====== Recorded information
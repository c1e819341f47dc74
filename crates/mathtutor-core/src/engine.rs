//! Problem lifecycle controller.
//!
//! Orchestrates generate → parse → persist for new problems, and
//! lookup → grade → feedback → persist for answers. Generation and lookup
//! failures are returned as [`LifecycleError`]s; feedback failures and store
//! write failures are logged and absorbed so that a graded answer always
//! produces a response.

use std::sync::Arc;
use std::time::Duration;

use chrono::Utc;
use tracing::{debug, error, info, warn};

use crate::error::{LifecycleError, ProviderError};
use crate::grading::{grade, parse_user_answer, resolve_correct_answer};
use crate::model::{
    AnswerSubmission, FeedbackSource, ProblemSession, SessionId, Submission, SubmissionOutcome,
};
use crate::parser::{parse_feedback, parse_problem};
use crate::prompts::{fallback_feedback, feedback_prompt, DEFAULT_SYSTEM_PROMPT, PROBLEM_PROMPT};
use crate::traits::{GenerateRequest, GenerateResponse, LlmProvider, ProblemStore};

const MAX_RETRY_DELAY: Duration = Duration::from_secs(60);

/// Configuration for the lifecycle controller.
#[derive(Debug, Clone)]
pub struct TutorConfig {
    /// Model identifier passed to the provider.
    pub model: String,
    /// Max tokens per generation call.
    pub max_tokens: u32,
    /// Sampling temperature.
    pub temperature: f64,
    /// System prompt sent with every call.
    pub system_prompt: Option<String>,
    /// Prompt used when a problem is requested without one.
    pub problem_prompt: String,
    /// Retries on transient provider errors.
    pub max_retries: u32,
    /// Initial delay between retries; doubles each time.
    pub retry_delay: Duration,
}

impl Default for TutorConfig {
    fn default() -> Self {
        Self {
            model: "gemini-2.5-flash".to_string(),
            max_tokens: 1024,
            temperature: 0.7,
            system_prompt: Some(DEFAULT_SYSTEM_PROMPT.to_string()),
            problem_prompt: PROBLEM_PROMPT.to_string(),
            max_retries: 2,
            retry_delay: Duration::from_secs(1),
        }
    }
}

/// The lifecycle controller. Holds its collaborators explicitly so they can
/// be swapped for test doubles.
pub struct TutorEngine {
    provider: Arc<dyn LlmProvider>,
    store: Arc<dyn ProblemStore>,
    config: TutorConfig,
}

impl TutorEngine {
    pub fn new(
        provider: Arc<dyn LlmProvider>,
        store: Arc<dyn ProblemStore>,
        config: TutorConfig,
    ) -> Self {
        Self {
            provider,
            store,
            config,
        }
    }

    pub fn provider_name(&self) -> &str {
        self.provider.name()
    }

    pub fn config(&self) -> &TutorConfig {
        &self.config
    }

    /// Send a prompt to the generation service and return its raw text.
    pub async fn generate_text(&self, prompt: &str) -> Result<GenerateResponse, LifecycleError> {
        if prompt.trim().is_empty() {
            return Err(LifecycleError::MissingField("prompt"));
        }
        self.call_provider(prompt)
            .await
            .map_err(LifecycleError::Generation)
    }

    /// Generate a problem, parse it, and persist it as a new session.
    ///
    /// Falls back to the configured problem prompt when `prompt` is `None`
    /// or blank. A failed session write is logged, not returned.
    pub async fn generate_problem(
        &self,
        prompt: Option<&str>,
    ) -> Result<ProblemSession, LifecycleError> {
        let prompt = prompt
            .filter(|p| !p.trim().is_empty())
            .unwrap_or(self.config.problem_prompt.as_str());

        let response = self.generate_text(prompt).await?;
        let problem = parse_problem(&response.text).map_err(|e| {
            warn!("could not parse problem from generated text: {e}");
            debug!(text = %response.text, "unparsable generation output");
            LifecycleError::UnparsableProblem(e)
        })?;

        let session = ProblemSession::new(problem);
        match self.store.insert_session(&session).await {
            Ok(()) => info!(session_id = %session.id, "problem session created"),
            Err(e) => error!(session_id = %session.id, "failed to persist session: {e:#}"),
        }
        Ok(session)
    }

    /// Grade an answer, request feedback, and record the submission.
    pub async fn submit_answer(
        &self,
        submission: &AnswerSubmission,
    ) -> Result<SubmissionOutcome, LifecycleError> {
        let session_id = &submission.session_id;
        if session_id.as_str().trim().is_empty() {
            return Err(LifecycleError::MissingField("sessionId"));
        }

        let user_answer = parse_user_answer(&submission.user_answer);

        let session = match self.store.fetch_session(session_id).await {
            Ok(Some(session)) => session,
            Ok(None) => {
                warn!(%session_id, "no correct answer found for session");
                return Err(LifecycleError::SessionNotFound(session_id.clone()));
            }
            Err(e) => {
                error!(%session_id, "session lookup failed: {e:#}");
                return Err(LifecycleError::SessionLookup {
                    id: session_id.clone(),
                    source: e,
                });
            }
        };

        let correct_answer = resolve_correct_answer(session.correct_answer);
        let is_correct = correct_answer.is_some_and(|answer| grade(user_answer, answer));
        let prompt_answer = correct_answer.unwrap_or_else(|| {
            warn!(%session_id, "stored correct answer is not a number, using 0 in feedback");
            0.0
        });
        debug!(%session_id, user_answer, is_correct, "answer graded");

        let problem_text = if submission.problem_text.trim().is_empty() {
            session.problem_text.as_str()
        } else {
            submission.problem_text.as_str()
        };
        let (feedback_text, feedback_source) = self
            .request_feedback(problem_text, user_answer, prompt_answer, is_correct)
            .await;

        let record = Submission {
            session_id: session_id.clone(),
            user_answer,
            is_correct,
            feedback_text: feedback_text.clone(),
            submitted_at: Utc::now(),
        };
        match self.store.insert_submission(&record).await {
            Ok(()) => info!(%session_id, is_correct, %feedback_source, "submission saved"),
            Err(e) => error!(%session_id, "failed to save submission: {e:#}"),
        }

        Ok(SubmissionOutcome {
            feedback_text,
            is_correct,
            user_answer,
            correct_answer,
            feedback_source,
        })
    }

    /// Submissions recorded for a session, oldest first.
    pub async fn history(&self, session_id: &SessionId) -> anyhow::Result<Vec<Submission>> {
        self.store.list_submissions(session_id).await
    }

    async fn request_feedback(
        &self,
        problem_text: &str,
        user_answer: f64,
        correct_answer: f64,
        is_correct: bool,
    ) -> (String, FeedbackSource) {
        let prompt = feedback_prompt(problem_text, user_answer, correct_answer, is_correct);

        let source = match self.call_provider(&prompt).await {
            Ok(response) => match parse_feedback(&response.text) {
                Ok(payload) => return (payload.feedback_text, FeedbackSource::Generated),
                Err(e) => {
                    warn!("feedback parsing failed, using default feedback: {e}");
                    FeedbackSource::ParseFallback
                }
            },
            Err(e) => {
                warn!("feedback generation failed, using default feedback: {e:#}");
                FeedbackSource::ServiceFallback
            }
        };
        (fallback_feedback(is_correct, correct_answer, source), source)
    }

    /// Call the provider, retrying transient failures with exponential backoff.
    async fn call_provider(&self, prompt: &str) -> anyhow::Result<GenerateResponse> {
        let request = GenerateRequest {
            model: self.config.model.clone(),
            prompt: prompt.to_string(),
            system_prompt: self.config.system_prompt.clone(),
            max_tokens: self.config.max_tokens,
            temperature: self.config.temperature,
        };

        let mut retry_delay = self.config.retry_delay.min(MAX_RETRY_DELAY);
        let mut attempt = 0u32;
        loop {
            match self.provider.generate(&request).await {
                Ok(response) => {
                    debug!(
                        provider = self.provider.name(),
                        model = %response.model,
                        latency_ms = response.latency_ms,
                        total_tokens = response.token_usage.total_tokens,
                        "generation complete"
                    );
                    return Ok(response);
                }
                Err(e) => {
                    let (transient, retry_after) = match e.downcast_ref::<ProviderError>() {
                        Some(p) => (p.is_transient(), p.retry_after_ms()),
                        None => (false, None),
                    };
                    if !transient || attempt >= self.config.max_retries {
                        return Err(e);
                    }

                    let delay = retry_after
                        .map(Duration::from_millis)
                        .unwrap_or(retry_delay);
                    warn!(attempt, ?delay, "generation failed, retrying: {e:#}");
                    tokio::time::sleep(delay).await;
                    retry_delay = retry_delay.saturating_mul(2).min(MAX_RETRY_DELAY);
                    attempt += 1;
                }
            }
        }
    }
}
============
### Problem description
What is the number of lines in the listing that contain "temperature"? State it and nothing more.

### Expected answer
4